■ **AVAILABLE RECORDS**:
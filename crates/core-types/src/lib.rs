//! Shared primitives for the DGX engine crates.

use std::fmt;

use chrono::{DateTime, Utc};
use serde::{Deserialize, Serialize};
use thiserror::Error;
use uuid::Uuid;

/// Generic error carrier for boundaries where a richer error enum is not
/// warranted (event bus publication, facade glue).
#[derive(Debug, Error, Clone)]
pub enum DgxError {
    #[error("{message}")]
    Message { message: String },
}

impl DgxError {
    pub fn new(message: impl Into<String>) -> Self {
        Self::Message {
            message: message.into(),
        }
    }
}

/// Identifier of one `run_workflow` invocation.
#[derive(Clone, Debug, Eq, PartialEq, Hash, Serialize, Deserialize)]
pub struct RunId(pub String);

impl RunId {
    pub fn new() -> Self {
        Self(Uuid::new_v4().to_string())
    }

    pub fn as_str(&self) -> &str {
        &self.0
    }
}

impl Default for RunId {
    fn default() -> Self {
        Self::new()
    }
}

impl fmt::Display for RunId {
    fn fmt(&self, f: &mut fmt::Formatter<'_>) -> fmt::Result {
        f.write_str(&self.0)
    }
}

/// Identifier of a workflow definition.
#[derive(Clone, Debug, Eq, PartialEq, Hash, Serialize, Deserialize)]
pub struct WorkflowId(pub String);

impl WorkflowId {
    pub fn new(id: impl Into<String>) -> Self {
        Self(id.into())
    }

    pub fn as_str(&self) -> &str {
        &self.0
    }
}

impl fmt::Display for WorkflowId {
    fn fmt(&self, f: &mut fmt::Formatter<'_>) -> fmt::Result {
        f.write_str(&self.0)
    }
}

/// Identifier of a single scroll-until run, carried in its result record.
#[derive(Clone, Debug, Eq, PartialEq, Hash, Serialize, Deserialize)]
pub struct ScrollRunId(pub String);

impl ScrollRunId {
    pub fn new() -> Self {
        Self(Uuid::new_v4().to_string())
    }
}

impl Default for ScrollRunId {
    fn default() -> Self {
        Self::new()
    }
}

impl fmt::Display for ScrollRunId {
    fn fmt(&self, f: &mut fmt::Formatter<'_>) -> fmt::Result {
        f.write_str(&self.0)
    }
}

/// Wall-clock timestamp in the shape every telemetry event carries.
pub fn now_utc() -> DateTime<Utc> {
    Utc::now()
}

/// Milliseconds since the Unix epoch, for compact event payloads.
pub fn now_epoch_ms() -> i64 {
    Utc::now().timestamp_millis()
}
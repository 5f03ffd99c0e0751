//! DGX engine facade.
//!
//! Wires the selector, wait, scroll and workflow cores into one
//! ready-to-run engine over a DOM backend. Library embedders usually
//! want [`EngineBuilder`]; everything deeper is re-exported from the
//! member crates.

pub mod engine;
pub mod observability;

pub use engine::{Engine, EngineBuilder};
pub use observability::init_tracing;

pub use dgx_core_types::{DgxError, RunId, WorkflowId};
pub use dgx_dom::{DomBackend, NodeHandle};
#[cfg(feature = "sim")]
pub use dgx_dom::{ElementSpec, SimDom};
pub use dgx_selector::{
    ResolveOptions, ResolveResult, SelectorEntry, SelectorMap, SelectorResolver, SelectorTry,
    Strategy,
};
pub use dgx_telemetry::{HudNotification, HudQueue, HudSink, TelemetryLogger};
pub use dgx_wait::{WaitError, WaitPredicate, WaitRequest};
pub use dgx_workflow::{
    run_workflow, RunOptions, RunStatus, StepKind, ValidationIssue, WorkflowDefinition,
    WorkflowRunOutcome, WorkflowStep,
};

/// Feature passthrough: whether the simulated DOM backend is compiled in.
pub const fn has_sim_backend() -> bool {
    dgx_dom::has_sim_backend()
}
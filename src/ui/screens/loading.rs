use eframe::egui::{CentralPanel, Context, RichText};

use crate::ui::{UI_CONFIG, UI_TEXT};

pub(crate) fn render_loading(ctx: &Context) {
    CentralPanel::default()
        .frame(UI_CONFIG.central_panel_frame())
        .show(ctx, |ui| {
            ui.centered_and_justified(|ui| {
                ui.horizontal_centered(|ui| {
                    ui.spinner();
                    ui.label(
                        RichText::new(&UI_TEXT.loading)
                            .size(UI_CONFIG.sizes.loading)
                            .strong()
                            .color(UI_CONFIG.colors.heading),
                    );
                });
            });
        });
}
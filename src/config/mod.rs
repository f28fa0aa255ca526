//! Configuration module for the coin table application.

// Can all be private now because we have a public re-export.
mod coinlore;
mod debug;
mod window;

// Re-export commonly used items
pub use coinlore::{COINLORE, CoinloreConfig, PAGE_SIZE};
pub use debug::DF;
pub use window::WINDOW;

■ **EXERCISE GOAL**:
Write out the data a second time, exactly the same.

■ **ANSWER SPACE**:
filename crates/core-types/src/lib.rs
//! Shared primitives for the DGX engine crates.

use std::fmt;

use chrono::{DateTime, Utc};
use serde::{Deserialize, Serialize};
use thiserror::Error;
use uuid::Uuid;

/// Generic error carrier for boundaries where a richer error enum is not
/// warranted (event bus publication, facade glue).
#[derive(Debug, Error, Clone)]
pub enum DgxError {
    #[error("{message}")]
    Message { message: String },
}

impl DgxError {
    pub fn new(message: impl Into<String>) -> Self {
        Self::Message {
            message: message.into(),
        }
    }
}

/// Identifier of one `run_workflow` invocation.
#[derive(Clone, Debug, Eq, PartialEq, Hash, Serialize, Deserialize)]
pub struct RunId(pub String);

impl RunId {
    pub fn new() -> Self {
        Self(Uuid::new_v4().to_string())
    }

    pub fn as_str(&self) -> &str {
        &self.0
    }
}

impl Default for RunId {
    fn default() -> Self {
        Self::new()
    }
}

impl fmt::Display for RunId {
    fn fmt(&self, f: &mut fmt::Formatter<'_>) -> fmt::Result {
        f.write_str(&self.0)
    }
}

/// Identifier of a workflow definition.
#[derive(Clone, Debug, Eq, PartialEq, Hash, Serialize, Deserialize)]
pub struct WorkflowId(pub String);

impl WorkflowId {
    pub fn new(id: impl Into<String>) -> Self {
        Self(id.into())
    }

    pub fn as_str(&self) -> &str {
        &self.0
    }
}

impl fmt::Display for WorkflowId {
    fn fmt(&self, f: &mut fmt::Formatter<'_>) -> fmt::Result {
        f.write_str(&self.0)
    }
}

/// Identifier of a single scroll-until run, carried in its result record.
#[derive(Clone, Debug, Eq, PartialEq, Hash, Serialize, Deserialize)]
pub struct ScrollRunId(pub String);

impl ScrollRunId {
    pub fn new() -> Self {
        Self(Uuid::new_v4().to_string())
    }
}

impl Default for ScrollRunId {
    fn default() -> Self {
        Self::new()
    }
}

impl fmt::Display for ScrollRunId {
    fn fmt(&self, f: &mut fmt::Formatter<'_>) -> fmt::Result {
        f.write_str(&self.0)
    }
}

/// Wall-clock timestamp in the shape every telemetry event carries.
pub fn now_utc() -> DateTime<Utc> {
    Utc::now()
}

/// Milliseconds since the Unix epoch, for compact event payloads.
pub fn now_epoch_ms() -> i64 {
    Utc::now().timestamp_millis()
}
repository 5f03ffd99c0e0751
//! DGX engine facade.
//!
//! Wires the selector, wait, scroll and workflow cores into one
//! ready-to-run engine over a DOM backend. Library embedders usually
//! want [`EngineBuilder`]; everything deeper is re-exported from the
//! member crates.

pub mod engine;
pub mod observability;

pub use engine::{Engine, EngineBuilder};
pub use observability::init_tracing;

pub use dgx_core_types::{DgxError, RunId, WorkflowId};
pub use dgx_dom::{DomBackend, NodeHandle};
#[cfg(feature = "sim")]
pub use dgx_dom::{ElementSpec, SimDom};
pub use dgx_selector::{
    ResolveOptions, ResolveResult, SelectorEntry, SelectorMap, SelectorResolver, SelectorTry,
    Strategy,
};
pub use dgx_telemetry::{HudNotification, HudQueue, HudSink, TelemetryLogger};
pub use dgx_wait::{WaitError, WaitPredicate, WaitRequest};
pub use dgx_workflow::{
    run_workflow, RunOptions, RunStatus, StepKind, ValidationIssue, WorkflowDefinition,
    WorkflowRunOutcome, WorkflowStep,
};

/// Feature passthrough: whether the simulated DOM backend is compiled in.
pub const fn has_sim_backend() -> bool {
    dgx_dom::has_sim_backend()
}
filename src/ui/screens/loading.rs
use eframe::egui::{CentralPanel, Context, RichText};

use crate::ui::{UI_CONFIG, UI_TEXT};

pub(crate) fn render_loading(ctx: &Context) {
    CentralPanel::default()
        .frame(UI_CONFIG.central_panel_frame())
        .show(ctx, |ui| {
            ui.centered_and_justified(|ui| {
                ui.horizontal_centered(|ui| {
                    ui.spinner();
                    ui.label(
                        RichText::new(&UI_TEXT.loading)
                            .size(UI_CONFIG.sizes.loading)
                            .strong()
                            .color(UI_CONFIG.colors.heading),
                    );
                });
            });
        });
}
filename src/config/mod.rs
repository f28fa0aa255ca526
//! Configuration module for the coin table application.

// Can all be private now because we have a public re-export.
mod coinlore;
mod debug;
mod window;

// Re-export commonly used items
pub use coinlore::{COINLORE, CoinloreConfig, PAGE_SIZE};
pub use debug::DF;
pub use window::WINDOW;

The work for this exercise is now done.